Unbridled Elaine finished fourth followed by Caressing, Honey Eyed, With Ability, and Latour.

Sent off as the second-longest shot on the board at 50-1, Forest Secrets returned $102.50 to win and keyed a $343.50 exacta.

Ward trains Forest Secrets for Debby Oxley, the wife of John Oxley, for whom Ward trains Kentucky Derby winner and Belmont Stakes contender Monarchos.

Forest Secrets, a daughter of Forest Wildcat, came into the Acorn with only a maiden victory to her credit. She also finished second, beaten a nose in a preliminary allowance race at Churchill Downs on May 13.

Under Chris McCarron, Forest Secrets broke out of the gate on top, but soon settled in behind With Ability, who under Jerry Bailey carved out fractions of 22.66 seconds and 45.40. Forest Secrets poked her head in front of With Ability approaching the five-sixteenths pole but then was confronted by Unbridled Elaine on the outside and Victory Ride on the rail in the stretch.

Victory Ride, under Edgar Prado, put a neck in front inside the sixteenth pole, but Forest Secrets came back in the final strides. Over a fast track, Forest Secrets covered the mile in 1:34.92 ? equaling the fourth fastest Acorn time.

"I didn't how I was going to hold that other filly off until the last 100 yards," McCarron said. "This filly was able to find more. Where she found it from I don't know."

Victory Ride was blocked behind a wall of horses around the turn but she found room in the stretch and faltered after making the lead. It was Victory Ride's first loss after she had won her first two starts by a combined 21 1/2 lengths.

"She broke okay and was relaxed going down the backside," Prado said. "When I asked her she gave me a nice acceleration but the other horse was brave enough to come back."

Caressing, last year's 2-year-old champion, was beaten 13 lengths. It was the worst finish of her seven-race career. Jockey Pat Day said Caressing changed leads at appropriate times.

"She never had any punch at all," Day said.

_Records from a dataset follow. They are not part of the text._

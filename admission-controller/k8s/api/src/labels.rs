use schemars::JsonSchema;
use serde::{Deserialize, Serialize};
use std::{
    collections::{BTreeMap, BTreeSet},
    sync::Arc,
};

/// Set on resources created by Kyverno on behalf of a generate or mutate rule.
pub const MANAGED_BY: &str = "app.kubernetes.io/managed-by";
pub const MANAGED_BY_KYVERNO: &str = "kyverno";

/// Names the UpdateRequest that produced a generated resource.
pub const UPDATE_REQUEST_NAME: &str = "policy.kyverno.io/gr-name";

/// Names the generate policy that produced a resource.
pub const GENERATE_POLICY_NAME: &str = "generate.kyverno.io/policy-name";

#[derive(Clone, Debug, Eq, Default)]
pub struct Labels(Arc<Map>);

pub type Map = BTreeMap<String, String>;

pub type Expressions = Vec<Expression>;

#[derive(Clone, Debug, PartialEq, Eq, Deserialize, Serialize, JsonSchema)]
pub struct Expression {
    key: String,
    operator: Operator,
    #[serde(default)]
    values: BTreeSet<String>,
}

#[derive(Clone, Debug, PartialEq, Eq, Deserialize, Serialize, JsonSchema)]
pub enum Operator {
    In,
    NotIn,
    Exists,
    DoesNotExist,
}

/// Selects resources by label, with Kubernetes `LabelSelector` semantics.
#[derive(Clone, Debug, Eq, PartialEq, Default, Deserialize, Serialize, JsonSchema)]
#[serde(rename_all = "camelCase")]
pub struct Selector {
    match_labels: Option<Map>,
    match_expressions: Option<Expressions>,
}

// === Selector ===

impl Selector {
    pub fn from_expressions(exprs: Expressions) -> Self {
        Self {
            match_labels: None,
            match_expressions: Some(exprs),
        }
    }

    pub fn from_map(map: Map) -> Self {
        Self {
            match_labels: Some(map),
            match_expressions: None,
        }
    }

    pub fn matches(&self, labels: &Labels) -> bool {
        for expr in self.match_expressions.iter().flatten() {
            if !expr.matches(labels.as_ref()) {
                return false;
            }
        }

        if let Some(match_labels) = self.match_labels.as_ref() {
            for (k, v) in match_labels.iter() {
                if labels.0.get(k) != Some(v) {
                    return false;
                }
            }
        }

        true
    }
}

impl std::iter::FromIterator<(String, String)> for Selector {
    fn from_iter<T: IntoIterator<Item = (String, String)>>(iter: T) -> Self {
        Self::from_map(iter.into_iter().collect())
    }
}

impl std::iter::FromIterator<(&'static str, &'static str)> for Selector {
    fn from_iter<T: IntoIterator<Item = (&'static str, &'static str)>>(iter: T) -> Self {
        Self::from_map(
            iter.into_iter()
                .map(|(k, v)| (k.to_string(), v.to_string()))
                .collect(),
        )
    }
}

impl std::iter::FromIterator<Expression> for Selector {
    fn from_iter<T: IntoIterator<Item = Expression>>(iter: T) -> Self {
        Self::from_expressions(iter.into_iter().collect())
    }
}

// === Labels ===

impl Labels {
    pub fn get(&self, key: &str) -> Option<&str> {
        self.0.get(key).map(String::as_str)
    }

    pub fn is_empty(&self) -> bool {
        self.0.is_empty()
    }
}

impl From<Map> for Labels {
    #[inline]
    fn from(labels: Map) -> Self {
        Self(Arc::new(labels))
    }
}

impl From<Option<Map>> for Labels {
    #[inline]
    fn from(labels: Option<Map>) -> Self {
        labels.unwrap_or_default().into()
    }
}

impl AsRef<Map> for Labels {
    #[inline]
    fn as_ref(&self) -> &Map {
        self.0.as_ref()
    }
}

impl<T: AsRef<Map>> std::cmp::PartialEq<T> for Labels {
    #[inline]
    fn eq(&self, t: &T) -> bool {
        self.0.as_ref().eq(t.as_ref())
    }
}

impl std::iter::FromIterator<(String, String)> for Labels {
    fn from_iter<T: IntoIterator<Item = (String, String)>>(iter: T) -> Self {
        Self(Arc::new(iter.into_iter().collect()))
    }
}

impl std::iter::FromIterator<(&'static str, &'static str)> for Labels {
    fn from_iter<T: IntoIterator<Item = (&'static str, &'static str)>>(iter: T) -> Self {
        iter.into_iter()
            .map(|(k, v)| (k.to_string(), v.to_string()))
            .collect()
    }
}

// === Expression ===

impl Expression {
    fn matches(&self, labels: &Map) -> bool {
        match self.operator {
            Operator::In => labels
                .get(&self.key)
                .map(|v| self.values.contains(v))
                .unwrap_or(false),
            Operator::NotIn => labels
                .get(&self.key)
                .map(|v| !self.values.contains(v))
                .unwrap_or(true),
            Operator::Exists => labels.contains_key(&self.key),
            Operator::DoesNotExist => !labels.contains_key(&self.key),
        }
    }
}

#[cfg(test)]
mod tests {
    use super::*;
    use std::iter::FromIterator;

    #[test]
    fn test_matches() {
        for (selector, labels, matches, msg) in &[
            (Selector::default(), Labels::default(), true, "empty match"),
            (
                Selector::from_iter(Some(("app", "web"))),
                Labels::from_iter(Some(("app", "web"))),
                true,
                "exact label match",
            ),
            (
                Selector::from_iter(Some(("app", "web"))),
                Labels::from_iter(vec![("app", "web"), ("tier", "frontend")]),
                true,
                "sufficient label match",
            ),
            (
                Selector::from_iter(Some(("app", "web"))),
                Labels::from_iter(Some(("app", "db"))),
                false,
                "label value mismatch",
            ),
            (
                Selector::from_iter(Some(Expression {
                    key: "app".into(),
                    operator: Operator::In,
                    values: Some("web".to_string()).into_iter().collect(),
                })),
                Labels::from_iter(vec![("app", "web"), ("tier", "frontend")]),
                true,
                "in expression match",
            ),
            (
                Selector::from_iter(Some(Expression {
                    key: "app".into(),
                    operator: Operator::NotIn,
                    values: Some("web".to_string()).into_iter().collect(),
                })),
                Labels::from_iter(Some(("app", "web"))),
                false,
                "not-in expression excludes",
            ),
            (
                Selector::from_iter(Some(Expression {
                    key: "app".into(),
                    operator: Operator::NotIn,
                    values: Some("web".to_string()).into_iter().collect(),
                })),
                Labels::default(),
                true,
                "not-in expression admits missing key",
            ),
            (
                Selector::from_iter(Some(Expression {
                    key: "app".into(),
                    operator: Operator::DoesNotExist,
                    values: BTreeSet::new(),
                })),
                Labels::from_iter(Some(("app", "web"))),
                false,
                "does-not-exist expression",
            ),
        ] {
            assert_eq!(selector.matches(labels), *matches, "{}", msg);
        }
    }
}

Buster's Daydream surprises in Flash

Buster's Daydream upset the $82,275 Flash Stakes with an authoritative 4 1/2-length win over Harmony Hall, the 1-2 favorite in the eight-horse field of 2-year-old colts.

Like he did before his impressive maiden win last month, Harmony Hall acted up at the gate before the start.

Under Edgar Prado, Buster's Daydream ($44.40) surged to the early lead from his outside post and tussled with Huber Woods. Harmony Hall, with Robbie Davis aboard, wasn't far behind the early leaders after breaking from post 3, but couldn't get enough momentum to catch Buster's Daydream, who drew off in the stretch while drifting out

"I knew I had horse, but he surprised me with how much kick he had," Prado said. "He was much the best, even though he was drifting out."

Davis said, "I take my hat off to the winner. I was stuck behind him ? maybe if the post was different and I had been on the outside."

Huber Woods finished third, 1 1/4 lengths behind the runner-up, and was followed under the wire by Cloudy Mist, Deeliteful Guy, Lucky Locomotion, Mapp Hill, and Momoney Moe.

The final time for the Grade 3 Flash was 56.93 seconds over a fast track after fractions of 22.34 and 45.16.

Buster's Daydream is trained by the Maryland-based Tim Tullock and is owned by S J Bee Stable. A Housebuster colt, Buster's Daydream was purchased at auction for $38,000 as a yearling and was fifth in his career debut at Aqueduct in April. He won a maiden race at Pimlico in late April by 2 1/2 lengths as the odds-on favorite.